Information supplied:

//! Zobrist 哈希
//!
//! 用于计算局面的规范哈希键，支持重复局面判定。
//! 键覆盖棋子布局、走子方、易位权利和过路兵列；计数器不参与，
//! 因此只差计数器的两个局面视为同一局面。

use once_cell::sync::Lazy;
use rand::{Rng, SeedableRng};
use rand_chacha::ChaCha8Rng;

use crate::board::BoardState;
use crate::constants::SQUARE_COUNT;
use crate::piece::{Color, PieceKind, Square};

/// 进程级共享表，固定种子保证跨会话确定性
static TABLE: Lazy<ZobristTable> = Lazy::new(ZobristTable::new);

/// Zobrist 哈希表
///
/// 使用随机数为每个格子的每种棋子生成唯一的哈希值
pub struct ZobristTable {
    /// 棋子哈希值 [color][kind][square]
    pieces: [[[u64; SQUARE_COUNT]; 6]; 2],
    /// 走子方哈希值（黑方走子时异或）
    side_to_move: u64,
    /// 四项易位权利哈希值 [白王翼, 白后翼, 黑王翼, 黑后翼]
    castling: [u64; 4],
    /// 过路兵目标列哈希值
    en_passant_file: [u64; 8],
}

impl ZobristTable {
    /// 创建新的 Zobrist 表（使用固定种子保证确定性）
    pub fn new() -> Self {
        let mut rng = ChaCha8Rng::seed_from_u64(0xC0DE_FACE_2024_0817);

        let mut pieces = [[[0u64; SQUARE_COUNT]; 6]; 2];
        for color in 0..2 {
            for kind in 0..6 {
                for sq in 0..SQUARE_COUNT {
                    pieces[color][kind][sq] = rng.gen();
                }
            }
        }

        let side_to_move = rng.gen();

        let mut castling = [0u64; 4];
        for slot in castling.iter_mut() {
            *slot = rng.gen();
        }

        let mut en_passant_file = [0u64; 8];
        for slot in en_passant_file.iter_mut() {
            *slot = rng.gen();
        }

        Self {
            pieces,
            side_to_move,
            castling,
            en_passant_file,
        }
    }

    /// 获取进程级共享表
    pub fn global() -> &'static ZobristTable {
        &TABLE
    }

    /// 计算局面的完整哈希键
    pub fn hash(&self, state: &BoardState) -> u64 {
        let mut hash = 0u64;

        for (sq, piece) in state.board.all_pieces() {
            hash ^= self.piece_hash(piece.color, piece.kind, sq);
        }

        if state.side_to_move == Color::Black {
            hash ^= self.side_to_move;
        }

        if state.castling.white_kingside {
            hash ^= self.castling[0];
        }
        if state.castling.white_queenside {
            hash ^= self.castling[1];
        }
        if state.castling.black_kingside {
            hash ^= self.castling[2];
        }
        if state.castling.black_queenside {
            hash ^= self.castling[3];
        }

        if let Some(ep) = state.en_passant {
            hash ^= self.en_passant_file[ep.file as usize];
        }

        hash
    }

    /// 获取棋子的哈希值
    #[inline]
    pub fn piece_hash(&self, color: Color, kind: PieceKind, sq: Square) -> u64 {
        let color_idx = match color {
            Color::White => 0,
            Color::Black => 1,
        };
        self.pieces[color_idx][kind_to_index(kind)][sq.to_index()]
    }
}

impl Default for ZobristTable {
    fn default() -> Self {
        Self::new()
    }
}

/// 将棋子类型转换为索引
#[inline]
fn kind_to_index(kind: PieceKind) -> usize {
    match kind {
        PieceKind::Pawn => 0,
        PieceKind::Knight => 1,
        PieceKind::Bishop => 2,
        PieceKind::Rook => 3,
        PieceKind::Queen => 4,
        PieceKind::King => 5,
    }
}
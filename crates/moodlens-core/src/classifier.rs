//! Classifiers: text in, emotion out.
//!
//! Every classifier is total. Any string, including the empty string, yields
//! a well-formed result; when nothing in the lexicon matches, the result is a
//! guess from the default pool with a lower confidence band.

use lazy_static::lazy_static;
use rand::seq::SliceRandom;
use rand::RngCore;
use regex::Regex;
use std::collections::HashSet;

use crate::confidence::ConfidenceBand;
use crate::lexicon::{self, EmotionEntry, DEFAULT_INSIGHTS, DEFAULT_POOL, LEXICON};
use crate::types::{Classification, ClassificationResult, Strategy};

lazy_static! {
    static ref WORD_PATTERN: Regex = Regex::new(r"\b\w+\b").unwrap();
}

/// Trait implemented by all classifiers.
pub trait Classifier {
    /// The strategy this classifier implements.
    fn strategy(&self) -> Strategy;

    /// Classify `text`, drawing any randomness from `rng`.
    ///
    /// Pass a seeded RNG for reproducible results.
    fn classify_with_rng(&self, text: &str, rng: &mut dyn RngCore) -> Classification;

    /// Classify `text` using the thread-local RNG.
    fn classify(&self, text: &str) -> Classification {
        self.classify_with_rng(text, &mut rand::thread_rng())
    }
}

impl Strategy {
    /// Build the classifier for this strategy.
    pub fn classifier(&self) -> Box<dyn Classifier + Send + Sync> {
        match self {
            Strategy::FirstMatch => Box::new(KeywordClassifier::new()),
            Strategy::Scored => Box::new(ScoredClassifier::new()),
        }
    }
}

/// First-match keyword lookup.
///
/// The first keyword found in lexicon order decides the emotion. Confidence
/// is drawn from [`ConfidenceBand::KEYWORD`].
#[derive(Debug, Clone, Copy, Default)]
pub struct KeywordClassifier;

impl KeywordClassifier {
    pub fn new() -> Self {
        Self
    }
}

impl Classifier for KeywordClassifier {
    fn strategy(&self) -> Strategy {
        Strategy::FirstMatch
    }

    fn classify_with_rng(&self, text: &str, rng: &mut dyn RngCore) -> Classification {
        match lexicon::find_first_match(text) {
            Some(hit) => {
                tracing::debug!(emotion = hit.entry.emotion, keyword = hit.keyword, "Keyword match");
                Classification {
                    result: entry_result(hit.entry, ConfidenceBand::KEYWORD.sample(rng)),
                    matched_keyword: Some(hit.keyword),
                }
            }
            None => fallback(rng),
        }
    }
}

/// Score-based keyword lookup.
///
/// Each entry scores one point per keyword contained in the text and one
/// more when that keyword is also a whole word of the text. The highest
/// score wins, ties going to the earlier entry. Confidence is
/// `min(0.95, 0.6 + 0.1 * score)` rounded to two decimals.
#[derive(Debug, Clone, Copy, Default)]
pub struct ScoredClassifier;

impl ScoredClassifier {
    pub const MAX_CONFIDENCE: f64 = 0.95;

    pub fn new() -> Self {
        Self
    }

    /// Score a single entry against lower-cased text and its word set.
    ///
    /// Returns the score and the first keyword that contributed to it.
    fn score_entry(
        entry: &'static EmotionEntry,
        text_lower: &str,
        words: &HashSet<&str>,
    ) -> (u32, Option<&'static str>) {
        let mut score = 0;
        let mut first_hit = None;

        for kw in entry.keywords {
            if text_lower.contains(kw) {
                score += 1;
                if words.contains(kw) {
                    score += 1;
                }
                first_hit.get_or_insert(*kw);
            }
        }

        (score, first_hit)
    }

    fn confidence_for(score: u32) -> f64 {
        let raw = (0.6 + f64::from(score) * 0.1).min(Self::MAX_CONFIDENCE);
        (raw * 100.0).round() / 100.0
    }
}

impl Classifier for ScoredClassifier {
    fn strategy(&self) -> Strategy {
        Strategy::Scored
    }

    fn classify_with_rng(&self, text: &str, rng: &mut dyn RngCore) -> Classification {
        let text_lower = text.to_lowercase();
        let words: HashSet<&str> = WORD_PATTERN
            .find_iter(&text_lower)
            .map(|m| m.as_str())
            .collect();

        let mut best: Option<(u32, &'static EmotionEntry, &'static str)> = None;
        for entry in &LEXICON {
            let (score, hit) = Self::score_entry(entry, &text_lower, &words);
            let Some(keyword) = hit else { continue };
            // Strictly greater keeps the earlier entry on ties
            if best.map_or(true, |(top, _, _)| score > top) {
                best = Some((score, entry, keyword));
            }
        }

        match best {
            Some((score, entry, keyword)) => {
                tracing::debug!(emotion = entry.emotion, score, "Scored match");
                Classification {
                    result: entry_result(entry, Self::confidence_for(score)),
                    matched_keyword: Some(keyword),
                }
            }
            None => fallback(rng),
        }
    }
}

fn entry_result(entry: &EmotionEntry, confidence: f64) -> ClassificationResult {
    ClassificationResult {
        emotion: entry.emotion.to_string(),
        confidence,
        insights: entry.insights.to_string(),
    }
}

/// Guess from the default pool when no keyword matched.
fn fallback(rng: &mut dyn RngCore) -> Classification {
    let emotion = DEFAULT_POOL.choose(rng).copied().unwrap_or(DEFAULT_POOL[0]);
    tracing::debug!(emotion, "No keyword matched, using default pool");

    Classification {
        result: ClassificationResult {
            emotion: emotion.to_string(),
            confidence: ConfidenceBand::FALLBACK.sample(rng),
            insights: DEFAULT_INSIGHTS.to_string(),
        },
        matched_keyword: None,
    }
}

#[cfg(test)]
mod tests {
    use super::*;
    use rand::rngs::StdRng;
    use rand::SeedableRng;

    fn seeded() -> StdRng {
        StdRng::seed_from_u64(42)
    }

    #[test]
    fn test_keyword_path_uses_entry_and_keyword_band() {
        let mut rng = seeded();
        let c = KeywordClassifier::new()
            .classify_with_rng("I feel nervous about my interview", &mut rng);

        assert_eq!(c.result.emotion, "Anxious");
        assert_eq!(c.result.insights, LEXICON[0].insights);
        assert_eq!(c.matched_keyword, Some("nervous"));
        assert!(ConfidenceBand::KEYWORD.contains(c.result.confidence));
    }

    #[test]
    fn test_every_keyword_selects_its_entry() {
        // No keyword contains a keyword of an earlier entry, so each one
        // selects its own entry when it appears alone.
        let classifier = KeywordClassifier::new();
        let mut rng = seeded();
        for entry in &LEXICON {
            for kw in entry.keywords {
                let text = format!("... {} ...", kw.to_uppercase());
                let c = classifier.classify_with_rng(&text, &mut rng);
                assert_eq!(c.result.emotion, entry.emotion, "keyword {:?}", kw);
                assert_eq!(c.result.insights, entry.insights);
                assert!(ConfidenceBand::KEYWORD.contains(c.result.confidence));
            }
        }
    }

    #[test]
    fn test_first_match_beats_later_entry() {
        let mut rng = seeded();
        let c = KeywordClassifier::new()
            .classify_with_rng("calm now, but I was angry earlier", &mut rng);
        assert_eq!(c.result.emotion, "Frustrated");
    }

    #[test]
    fn test_fallback_path() {
        let classifier = KeywordClassifier::new();
        let mut rng = seeded();
        for _ in 0..200 {
            let c = classifier.classify_with_rng("xyz", &mut rng);
            assert!(c.is_fallback());
            assert!(DEFAULT_POOL.contains(&c.result.emotion.as_str()));
            assert_eq!(c.result.insights, DEFAULT_INSIGHTS);
            assert!(ConfidenceBand::FALLBACK.contains(c.result.confidence));
        }
    }

    #[test]
    fn test_fallback_reaches_whole_pool() {
        let classifier = KeywordClassifier::new();
        let mut rng = seeded();
        let seen: HashSet<String> = (0..300)
            .map(|_| classifier.classify_with_rng("xyz", &mut rng).result.emotion)
            .collect();
        assert_eq!(seen.len(), DEFAULT_POOL.len());
    }

    #[test]
    fn test_empty_input_is_total() {
        for strategy in [Strategy::FirstMatch, Strategy::Scored] {
            let c = strategy.classifier().classify("");
            assert!(c.is_fallback());
            assert!(!c.result.emotion.is_empty());
            assert!((0.0..=1.0).contains(&c.result.confidence));
        }
    }

    #[test]
    fn test_thread_rng_classify() {
        let c = KeywordClassifier::new().classify("What a wonderful day");
        assert_eq!(c.result.emotion, "Excited");
        assert!(ConfidenceBand::KEYWORD.contains(c.result.confidence));
    }

    #[test]
    fn test_scored_prefers_most_hits() {
        // Anxious scores 2 ("exam"), Sad scores 4 ("sad", "lonely")
        let mut rng = seeded();
        let c = ScoredClassifier::new()
            .classify_with_rng("exam went badly, so sad and lonely", &mut rng);
        assert_eq!(c.result.emotion, "Sad");
        assert!((c.result.confidence - 0.95).abs() < 1e-9);
        assert_eq!(c.matched_keyword, Some("sad"));
    }

    #[test]
    fn test_scored_tie_goes_to_earlier_entry() {
        let mut rng = seeded();
        let c = ScoredClassifier::new().classify_with_rng("lonely yet thrilled", &mut rng);
        assert_eq!(c.result.emotion, "Excited");
        assert!((c.result.confidence - 0.8).abs() < 1e-9);
    }

    #[test]
    fn test_scored_substring_only_gets_single_point() {
        let mut rng = seeded();
        let c = ScoredClassifier::new().classify_with_rng("new hardware arrived", &mut rng);
        assert_eq!(c.result.emotion, "Frustrated");
        assert!((c.result.confidence - 0.7).abs() < 1e-9);
    }

    #[test]
    fn test_scored_confidence_is_capped() {
        assert!((ScoredClassifier::confidence_for(1) - 0.7).abs() < 1e-9);
        assert!((ScoredClassifier::confidence_for(3) - 0.9).abs() < 1e-9);
        assert_eq!(ScoredClassifier::confidence_for(10), ScoredClassifier::MAX_CONFIDENCE);
    }

    #[test]
    fn test_scored_fallback_matches_keyword_fallback() {
        let mut rng = seeded();
        let c = ScoredClassifier::new().classify_with_rng("xyz", &mut rng);
        assert!(c.is_fallback());
        assert!(DEFAULT_POOL.contains(&c.result.emotion.as_str()));
        assert!(ConfidenceBand::FALLBACK.contains(c.result.confidence));
    }

    #[test]
    fn test_strategy_builds_matching_classifier() {
        assert_eq!(Strategy::FirstMatch.classifier().strategy(), Strategy::FirstMatch);
        assert_eq!(Strategy::Scored.classifier().strategy(), Strategy::Scored);
    }
}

Task:
Quote every line from the beginning of the entries up to and including the line that contains "use crate::constants::SQUARE_COUNT;".

Written solution:
//! Zobrist 哈希
//!
//! 用于计算局面的规范哈希键，支持重复局面判定。
//! 键覆盖棋子布局、走子方、易位权利和过路兵列；计数器不参与，
//! 因此只差计数器的两个局面视为同一局面。

use once_cell::sync::Lazy;
use rand::{Rng, SeedableRng};
use rand_chacha::ChaCha8Rng;

use crate::board::BoardState;
use crate::constants::SQUARE_COUNT;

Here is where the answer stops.